[Stored data]
BEGIN

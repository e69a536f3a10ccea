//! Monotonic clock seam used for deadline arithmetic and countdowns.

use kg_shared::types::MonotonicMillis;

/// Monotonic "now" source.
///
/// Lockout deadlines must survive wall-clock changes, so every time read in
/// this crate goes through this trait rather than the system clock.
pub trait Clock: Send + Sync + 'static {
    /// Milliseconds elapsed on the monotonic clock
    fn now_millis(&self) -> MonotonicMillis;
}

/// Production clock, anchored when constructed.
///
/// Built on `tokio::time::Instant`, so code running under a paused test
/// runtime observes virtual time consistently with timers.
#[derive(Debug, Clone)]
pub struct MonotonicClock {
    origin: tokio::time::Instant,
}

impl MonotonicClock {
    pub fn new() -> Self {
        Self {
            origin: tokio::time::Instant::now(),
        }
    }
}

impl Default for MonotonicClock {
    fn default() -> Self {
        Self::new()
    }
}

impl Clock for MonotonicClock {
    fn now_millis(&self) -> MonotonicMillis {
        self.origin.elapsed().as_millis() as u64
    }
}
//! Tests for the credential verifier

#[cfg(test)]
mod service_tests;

END
BEGIN

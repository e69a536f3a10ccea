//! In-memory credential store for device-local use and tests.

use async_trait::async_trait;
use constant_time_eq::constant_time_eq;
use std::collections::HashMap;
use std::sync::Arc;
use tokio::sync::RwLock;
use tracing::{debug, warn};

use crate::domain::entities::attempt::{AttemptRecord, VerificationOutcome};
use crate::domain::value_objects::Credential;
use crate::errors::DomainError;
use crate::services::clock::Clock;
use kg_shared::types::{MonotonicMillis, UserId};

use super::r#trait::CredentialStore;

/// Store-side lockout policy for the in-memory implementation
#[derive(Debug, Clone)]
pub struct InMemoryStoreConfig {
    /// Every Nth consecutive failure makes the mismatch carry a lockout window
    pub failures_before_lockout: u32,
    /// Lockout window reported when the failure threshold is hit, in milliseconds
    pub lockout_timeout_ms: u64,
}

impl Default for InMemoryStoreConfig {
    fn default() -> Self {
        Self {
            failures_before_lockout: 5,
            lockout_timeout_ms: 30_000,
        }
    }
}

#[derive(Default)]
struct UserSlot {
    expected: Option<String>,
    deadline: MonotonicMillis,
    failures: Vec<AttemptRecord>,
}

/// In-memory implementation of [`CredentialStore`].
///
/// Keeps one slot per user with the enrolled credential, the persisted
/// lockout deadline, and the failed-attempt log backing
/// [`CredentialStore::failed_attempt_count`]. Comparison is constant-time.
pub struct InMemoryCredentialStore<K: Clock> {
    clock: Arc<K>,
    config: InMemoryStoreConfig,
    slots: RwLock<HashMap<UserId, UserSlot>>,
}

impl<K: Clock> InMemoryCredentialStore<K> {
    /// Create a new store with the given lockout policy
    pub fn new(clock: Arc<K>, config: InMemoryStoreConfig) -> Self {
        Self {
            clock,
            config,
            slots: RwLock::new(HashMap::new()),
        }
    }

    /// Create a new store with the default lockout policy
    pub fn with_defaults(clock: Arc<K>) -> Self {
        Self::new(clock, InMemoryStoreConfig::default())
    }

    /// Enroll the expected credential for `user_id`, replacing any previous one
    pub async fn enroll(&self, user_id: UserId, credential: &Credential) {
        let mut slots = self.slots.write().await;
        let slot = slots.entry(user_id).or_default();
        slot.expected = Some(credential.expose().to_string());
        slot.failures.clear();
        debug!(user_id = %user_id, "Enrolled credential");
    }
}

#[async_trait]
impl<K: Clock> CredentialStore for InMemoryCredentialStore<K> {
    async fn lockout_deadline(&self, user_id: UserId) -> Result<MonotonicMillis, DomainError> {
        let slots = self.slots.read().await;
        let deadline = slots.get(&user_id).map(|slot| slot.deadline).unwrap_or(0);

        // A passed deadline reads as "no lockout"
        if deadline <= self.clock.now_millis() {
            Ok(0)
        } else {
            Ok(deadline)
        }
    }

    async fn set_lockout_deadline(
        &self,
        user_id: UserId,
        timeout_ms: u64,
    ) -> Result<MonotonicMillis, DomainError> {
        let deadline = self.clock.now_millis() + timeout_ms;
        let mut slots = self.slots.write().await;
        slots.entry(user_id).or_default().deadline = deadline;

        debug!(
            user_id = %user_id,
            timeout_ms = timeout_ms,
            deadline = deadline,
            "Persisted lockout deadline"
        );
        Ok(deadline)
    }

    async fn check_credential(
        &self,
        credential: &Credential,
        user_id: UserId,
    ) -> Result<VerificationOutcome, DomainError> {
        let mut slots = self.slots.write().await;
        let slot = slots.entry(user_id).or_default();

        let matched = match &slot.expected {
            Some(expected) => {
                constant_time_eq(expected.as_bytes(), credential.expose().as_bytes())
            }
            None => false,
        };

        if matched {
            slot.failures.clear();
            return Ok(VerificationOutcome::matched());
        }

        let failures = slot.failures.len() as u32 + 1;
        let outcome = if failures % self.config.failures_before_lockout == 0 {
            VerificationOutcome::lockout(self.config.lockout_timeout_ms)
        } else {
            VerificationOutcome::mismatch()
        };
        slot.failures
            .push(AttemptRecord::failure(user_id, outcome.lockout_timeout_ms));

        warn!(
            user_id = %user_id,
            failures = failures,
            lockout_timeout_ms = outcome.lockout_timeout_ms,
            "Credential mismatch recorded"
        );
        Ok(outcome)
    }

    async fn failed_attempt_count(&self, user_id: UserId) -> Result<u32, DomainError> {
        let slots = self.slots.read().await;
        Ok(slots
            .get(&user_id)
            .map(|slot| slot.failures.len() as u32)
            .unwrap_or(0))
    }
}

END
BEGIN

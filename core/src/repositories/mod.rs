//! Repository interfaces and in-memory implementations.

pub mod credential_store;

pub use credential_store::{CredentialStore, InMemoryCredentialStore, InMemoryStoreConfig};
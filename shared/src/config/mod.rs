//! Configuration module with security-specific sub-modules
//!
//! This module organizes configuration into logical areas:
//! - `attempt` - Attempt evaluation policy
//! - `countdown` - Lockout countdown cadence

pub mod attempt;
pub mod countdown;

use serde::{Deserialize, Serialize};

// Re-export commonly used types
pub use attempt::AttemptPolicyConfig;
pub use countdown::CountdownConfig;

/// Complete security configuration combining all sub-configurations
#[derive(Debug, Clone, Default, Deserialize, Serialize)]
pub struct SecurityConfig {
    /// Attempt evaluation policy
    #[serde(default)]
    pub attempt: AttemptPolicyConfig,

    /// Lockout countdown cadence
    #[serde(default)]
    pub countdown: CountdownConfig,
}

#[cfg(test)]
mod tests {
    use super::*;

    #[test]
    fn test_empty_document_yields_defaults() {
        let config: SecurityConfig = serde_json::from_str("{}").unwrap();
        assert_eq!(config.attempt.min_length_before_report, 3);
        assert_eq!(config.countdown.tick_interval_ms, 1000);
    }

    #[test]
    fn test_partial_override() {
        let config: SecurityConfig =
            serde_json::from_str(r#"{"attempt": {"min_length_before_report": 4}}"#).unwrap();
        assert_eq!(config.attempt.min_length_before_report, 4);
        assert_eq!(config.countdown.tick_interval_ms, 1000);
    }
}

END

§ **WHAT THE TASK ASKS**:
For the word "types", state how many lines of the entries contain it, with nothing else.

§ **TASK ANSWER**:
3